Political parties pressure government for detail on vaccine mandate exit strategy

Anti-mandate protest in Wellington on Parliament grounds.
Anti-mandate protest in Wellington on Parliament grounds. Photo credit: RNZ/Angus Dreaver

Jane Patterson for RNZ

Vaccine mandates are one of the more contentious public health measures in place, and the government is facing pressure to give a timeframe for when they'll be removed, or - at the least - an exit strategy.

Experts argue this is no time to be even talking about lifting mandates, especially for key frontline workers, as the Omicron wave is just starting to hit.

But others - including some political parties - are starting to push harder against them.

Protesters occupying Parliament have made their views clear: "It's very simple - stop the mandates, people go home," one woman told RNZ.

Another would stay "for as long as it takes", that is, until the mandates are dropped.

No sign of that happening anytime soon, with broad political condemnation of the protest itself and the ongoing stand-off between most politicians, police and protesters.

"I believe that it's time for some dialogue," ACT leader David Seymour told reporters after meeting with an "intermediary" of the group's "emergent leadership".

On the mandates themselves, Seymour has been pushing for more discretion within different workforces for some months. He now questions what will happen after the peak of Omicron.

"What is the data, for transmission, infection and vaccination rates in an Omicron environment, and those three things are decoupling; that may remove the basis for continuing to have vaccine requirements."

New Zealand First leader Winston Peters is calling for a removal of what he says are unnecessarily damaging mandates.

"There needs to be an end to scaremongering and despotic enforcement, and a return of common sense and balance to this debacle that Labour has created."

The National Party has been balancing its desire to avoid any association with the anti-vax movement with the ability to tap into broader resentments.

"There is increasing frustration, where people don't support the protest, they've gone off and done the right thing ... got vaccinated, or triple vaccinated, and they are very frustrated with the restrictions the government has, because they have no plan has to how to get forward from here," leader Christopher Luxon says.

He has called for timeframes in past weeks, but accepts it's still too early to give any specific dates for lifting mandates.

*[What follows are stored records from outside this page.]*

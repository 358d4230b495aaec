// src/bitmap/charset.rs
//! Built-in 8x8 ASCII glyph table and the coverage atlas built from it.
//!
//! Each glyph is eight row bytes, most significant bit leftmost, drawn
//! 5 columns wide with the low three bits left clear for inter-glyph
//! air. Codes 0-31 and 127 are blank. The atlas lays the table out sixteen
//! glyphs per row as an 8bpp mask bitmap holding only 0 or 255, which is
//! exactly what the mask blitter wants.

use log::trace;

use crate::pixel::PixelMode;
use crate::rect::Rect;

use super::Bitmap;

pub(crate) const CHAR_W: usize = 8;
pub(crate) const CHAR_H: usize = 8;
pub(crate) const CHARS_PER_ROW: usize = 16;
pub(crate) const TABLE_LEN: usize = GLYPHS.len();

/// The atlas cell holding `code`'s glyph.
pub(crate) fn glyph_rect(code: u8) -> Rect {
    let idx = code as usize;
    Rect::new(
        ((idx % CHARS_PER_ROW) * CHAR_W) as i16,
        ((idx / CHARS_PER_ROW) * CHAR_H) as i16,
        CHAR_W as u16,
        CHAR_H as u16,
    )
}

/// Renders the glyph table into a fresh 8bpp coverage atlas.
pub(crate) fn build_atlas() -> Bitmap<'static> {
    trace!("building 8bpp glyph atlas");

    let rows = (TABLE_LEN + CHARS_PER_ROW - 1) / CHARS_PER_ROW;
    let mut atlas = Bitmap::new(CHARS_PER_ROW * CHAR_W, rows * CHAR_H, PixelMode::Indexed8, 0);

    for (idx, glyph) in GLYPHS.iter().enumerate() {
        let base_x = (idx % CHARS_PER_ROW) * CHAR_W;
        let base_y = (idx / CHARS_PER_ROW) * CHAR_H;
        for (row, &bits) in glyph.iter().enumerate() {
            for col in 0..CHAR_W {
                if (bits >> (CHAR_W - 1 - col)) & 1 != 0 {
                    atlas.put_pixel(base_x + col, base_y + row, 0xFF);
                }
            }
        }
    }
    atlas
}

const BLANK: [u8; 8] = [0; 8];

It is reasonable though, says Luxon, to expect some detail: "We really need to get really clear on the triggers and the criteria by which we would ultimately remove mandates."

Late last year the government said it was hard to know how long mandates would have to be in place, but Prime Minister Jacinda Ardern says they continue to watch what's happening elsewhere.

"You've seen with other countries, that they have been in the position to start lessening the use of those as they've progressed through the pandemic and got to a place where you see more stabilisation and a steady management within the health system - and that is what we would move to as well."

They will act in line with the principle that as "soon as we can move away, we will move away," she says.

"We've done that with lockdowns, we're opening the borders."

The government often uses high vaccination rates as proof the vast majority of New Zealanders accept the current approach, compared with those who support the protesters still camping at Parliament and throughout nearby streets.

However there has been a significant shift in public unity since the start the pandemic, creating seams of discontent within communities who feel hardest hit, and wanting a louder voice.

It's a delicate line for politicians to navigate - balancing genuine representation, political gain, and public good, in this volatile, and unpredictable environment.